- WHAT YOU WILL DO
Repeat the data precisely as given.

- Stored data entries

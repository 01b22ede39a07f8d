//! ECS components for entities.
//!
//! This module groups all component types that can be attached to entities in
//! the entity registry.
//!
//! Submodules overview:
//! - [`entitykind`] – what an entity is, and which mesh draws it
//! - [`transform`] – position, heading and scale on the island
//! - [`wander`] – aimless walking for villagers, animals and creatures

pub mod entitykind;
pub mod transform;
pub mod wander;
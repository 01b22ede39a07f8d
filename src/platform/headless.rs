//! Backend without a window.
//!
//! Runs a fixed number of frames at a fixed timestep, then asks to quit.

use log::{debug, info};

use super::{DebugGui, DebugGuiState, FrameInput, GameWindow, Renderer, SceneView};
use crate::error::GameError;

pub const DEFAULT_FRAMES: u64 = 600;
pub const DEFAULT_DT: f32 = 1.0 / 60.0;

pub struct HeadlessWindow {
    frames: u64,
    remaining: u64,
    dt: f32,
    size: (i32, i32),
    closed: bool,
}

impl HeadlessWindow {
    pub fn new(frames: u64, dt: f32, size: (i32, i32)) -> Self {
        Self {
            frames,
            remaining: frames,
            dt,
            size,
            closed: false,
        }
    }

    pub fn frames_left(&self) -> u64 {
        self.remaining
    }

    pub fn is_closed(&self) -> bool {
        self.closed
    }
}

impl GameWindow for HeadlessWindow {
    fn poll_events(&mut self) -> FrameInput {
        if self.remaining == 0 {
            return FrameInput {
                quit_requested: true,
                ..FrameInput::default()
            };
        }
        self.remaining -= 1;
        FrameInput {
            dt: self.dt,
            quit_requested: self.remaining == 0,
            ..FrameInput::default()
        }
    }

    fn size(&self) -> (i32, i32) {
        self.size
    }

    fn close(&mut self) {
        if !self.closed {
            self.closed = true;
            info!(
                "Headless window closed after {} frames",
                self.frames - self.remaining
            );
        }
    }
}

/// Renderer that draws nothing and counts frames.
#[derive(Debug, Default)]
pub struct NullRenderer {
    frames: u64,
}

impl NullRenderer {
    pub fn frames(&self) -> u64 {
        self.frames
    }
}

impl Renderer for NullRenderer {
    fn render(&mut self, scene: &SceneView<'_>) -> Result<(), GameError> {
        self.frames += 1;
        if self.frames % 300 == 0 {
            debug!(
                "Frame {}: {} entities, {:.1}h",
                self.frames,
                scene.entities.len(),
                scene.time_of_day
            );
        }
        Ok(())
    }

    fn shutdown(&mut self) {
        debug!("Null renderer shut down after {} frames", self.frames);
    }
}

#[derive(Debug, Default)]
pub struct NullGui;

impl DebugGui for NullGui {
    fn run(&mut self, _state: &mut DebugGuiState) {}
}
use bevy_ecs::prelude::Resource;

/// Simulation clock shared by registry systems.
#[derive(Resource, Clone, Copy, Debug)]
pub struct WorldTime {
    pub elapsed: f32,
    pub delta: f32,
    pub time_scale: f32,
    pub frame_count: u64,
}

impl Default for WorldTime {
    fn default() -> Self {
        WorldTime {
            elapsed: 0.0,
            delta: 0.0,
            time_scale: 1.0,
            frame_count: 0,
        }
    }
}

impl WorldTime {
    pub fn with_time_scale(mut self, time_scale: f32) -> Self {
        self.time_scale = time_scale;
        self
    }
}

- THE COMPLETED TASK
repository 01b22ede39a07f8d
//! ECS components for entities.
//!
//! This module groups all component types that can be attached to entities in
//! the entity registry.
//!
//! Submodules overview:
//! - [`entitykind`] – what an entity is, and which mesh draws it
//! - [`transform`] – position, heading and scale on the island
//! - [`wander`] – aimless walking for villagers, animals and creatures

pub mod entitykind;
pub mod transform;
pub mod wander;
repository 01b22ede39a07f8d
filename src/platform/headless.rs
//! Backend without a window.
//!
//! Runs a fixed number of frames at a fixed timestep, then asks to quit.

use log::{debug, info};

use super::{DebugGui, DebugGuiState, FrameInput, GameWindow, Renderer, SceneView};
use crate::error::GameError;

pub const DEFAULT_FRAMES: u64 = 600;
pub const DEFAULT_DT: f32 = 1.0 / 60.0;

pub struct HeadlessWindow {
    frames: u64,
    remaining: u64,
    dt: f32,
    size: (i32, i32),
    closed: bool,
}

impl HeadlessWindow {
    pub fn new(frames: u64, dt: f32, size: (i32, i32)) -> Self {
        Self {
            frames,
            remaining: frames,
            dt,
            size,
            closed: false,
        }
    }

    pub fn frames_left(&self) -> u64 {
        self.remaining
    }

    pub fn is_closed(&self) -> bool {
        self.closed
    }
}

impl GameWindow for HeadlessWindow {
    fn poll_events(&mut self) -> FrameInput {
        if self.remaining == 0 {
            return FrameInput {
                quit_requested: true,
                ..FrameInput::default()
            };
        }
        self.remaining -= 1;
        FrameInput {
            dt: self.dt,
            quit_requested: self.remaining == 0,
            ..FrameInput::default()
        }
    }

    fn size(&self) -> (i32, i32) {
        self.size
    }

    fn close(&mut self) {
        if !self.closed {
            self.closed = true;
            info!(
                "Headless window closed after {} frames",
                self.frames - self.remaining
            );
        }
    }
}

/// Renderer that draws nothing and counts frames.
#[derive(Debug, Default)]
pub struct NullRenderer {
    frames: u64,
}

impl NullRenderer {
    pub fn frames(&self) -> u64 {
        self.frames
    }
}

impl Renderer for NullRenderer {
    fn render(&mut self, scene: &SceneView<'_>) -> Result<(), GameError> {
        self.frames += 1;
        if self.frames % 300 == 0 {
            debug!(
                "Frame {}: {} entities, {:.1}h",
                self.frames,
                scene.entities.len(),
                scene.time_of_day
            );
        }
        Ok(())
    }

    fn shutdown(&mut self) {
        debug!("Null renderer shut down after {} frames", self.frames);
    }
}

#[derive(Debug, Default)]
pub struct NullGui;

impl DebugGui for NullGui {
    fn run(&mut self, _state: &mut DebugGuiState) {}
}
use bevy_ecs::prelude::Resource;

/// Simulation clock shared by registry systems.
#[derive(Resource, Clone, Copy, Debug)]
pub struct WorldTime {
    pub elapsed: f32,
    pub delta: f32,
    pub time_scale: f32,
    pub frame_count: u64,
}

impl Default for WorldTime {
    fn default() -> Self {
        WorldTime {
            elapsed: 0.0,
            delta: 0.0,
            time_scale: 1.0,
            frame_count: 0,
        }
    }
}

impl WorldTime {
    pub fn with_time_scale(mut self, time_scale: f32) -> Self {
        self.time_scale = time_scale;
        self
    }
}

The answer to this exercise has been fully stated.